Work order: Starting at the first line of the data below, write out each line exactly until you reach the line containing "use tracing_subscriber::registry::Registry;", and include that line too.

*** Opening of Supplied records ***

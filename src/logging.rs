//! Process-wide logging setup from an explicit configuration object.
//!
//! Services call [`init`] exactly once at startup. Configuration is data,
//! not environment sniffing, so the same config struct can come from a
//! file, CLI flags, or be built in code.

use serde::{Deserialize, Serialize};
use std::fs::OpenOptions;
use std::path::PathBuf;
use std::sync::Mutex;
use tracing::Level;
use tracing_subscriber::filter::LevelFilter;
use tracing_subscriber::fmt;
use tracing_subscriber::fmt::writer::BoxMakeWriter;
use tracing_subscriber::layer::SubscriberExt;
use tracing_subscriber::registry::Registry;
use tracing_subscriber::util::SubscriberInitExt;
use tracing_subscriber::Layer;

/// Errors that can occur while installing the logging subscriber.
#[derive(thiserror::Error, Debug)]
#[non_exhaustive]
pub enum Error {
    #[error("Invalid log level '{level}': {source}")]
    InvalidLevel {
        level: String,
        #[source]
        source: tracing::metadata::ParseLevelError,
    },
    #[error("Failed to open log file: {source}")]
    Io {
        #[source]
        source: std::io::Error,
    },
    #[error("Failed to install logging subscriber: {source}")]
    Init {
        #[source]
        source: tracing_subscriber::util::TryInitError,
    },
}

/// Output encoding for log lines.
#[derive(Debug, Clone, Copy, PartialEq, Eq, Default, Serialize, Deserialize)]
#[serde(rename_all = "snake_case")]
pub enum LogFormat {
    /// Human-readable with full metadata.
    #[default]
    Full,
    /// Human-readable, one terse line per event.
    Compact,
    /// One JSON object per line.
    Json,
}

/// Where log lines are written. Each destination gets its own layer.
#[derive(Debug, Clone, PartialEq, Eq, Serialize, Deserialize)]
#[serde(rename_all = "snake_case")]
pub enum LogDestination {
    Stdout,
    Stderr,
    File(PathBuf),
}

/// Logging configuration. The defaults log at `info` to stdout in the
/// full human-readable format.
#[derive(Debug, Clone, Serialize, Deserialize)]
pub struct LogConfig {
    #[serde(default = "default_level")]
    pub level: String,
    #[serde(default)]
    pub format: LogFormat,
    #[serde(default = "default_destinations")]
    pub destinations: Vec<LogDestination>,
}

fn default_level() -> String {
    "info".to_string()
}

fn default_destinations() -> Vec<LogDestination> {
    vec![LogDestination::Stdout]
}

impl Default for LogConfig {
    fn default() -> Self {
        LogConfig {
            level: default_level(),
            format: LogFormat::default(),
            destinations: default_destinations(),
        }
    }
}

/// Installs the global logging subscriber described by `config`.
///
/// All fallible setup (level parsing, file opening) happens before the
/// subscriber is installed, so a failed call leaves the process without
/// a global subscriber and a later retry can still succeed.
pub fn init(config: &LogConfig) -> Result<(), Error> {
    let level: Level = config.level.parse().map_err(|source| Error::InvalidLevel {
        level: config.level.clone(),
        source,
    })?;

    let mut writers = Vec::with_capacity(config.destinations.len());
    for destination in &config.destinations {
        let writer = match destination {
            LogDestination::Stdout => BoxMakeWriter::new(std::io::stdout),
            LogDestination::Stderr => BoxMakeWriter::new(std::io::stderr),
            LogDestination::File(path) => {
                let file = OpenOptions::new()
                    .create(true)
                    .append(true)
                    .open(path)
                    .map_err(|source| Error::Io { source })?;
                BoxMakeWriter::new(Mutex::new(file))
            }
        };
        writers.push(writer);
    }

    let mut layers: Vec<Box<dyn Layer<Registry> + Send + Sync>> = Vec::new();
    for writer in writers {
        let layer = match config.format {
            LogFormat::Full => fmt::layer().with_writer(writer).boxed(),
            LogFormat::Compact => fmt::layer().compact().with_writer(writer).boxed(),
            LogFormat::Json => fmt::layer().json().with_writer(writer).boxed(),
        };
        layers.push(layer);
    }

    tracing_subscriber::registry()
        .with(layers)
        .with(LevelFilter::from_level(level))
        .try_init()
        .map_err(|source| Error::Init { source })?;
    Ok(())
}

*** Close of Supplied records ***

Result below:
filename src/logging.rs
//! Process-wide logging setup from an explicit configuration object.
//!
//! Services call [`init`] exactly once at startup. Configuration is data,
//! not environment sniffing, so the same config struct can come from a
//! file, CLI flags, or be built in code.

use serde::{Deserialize, Serialize};
use std::fs::OpenOptions;
use std::path::PathBuf;
use std::sync::Mutex;
use tracing::Level;
use tracing_subscriber::filter::LevelFilter;
use tracing_subscriber::fmt;
use tracing_subscriber::fmt::writer::BoxMakeWriter;
use tracing_subscriber::layer::SubscriberExt;
use tracing_subscriber::registry::Registry;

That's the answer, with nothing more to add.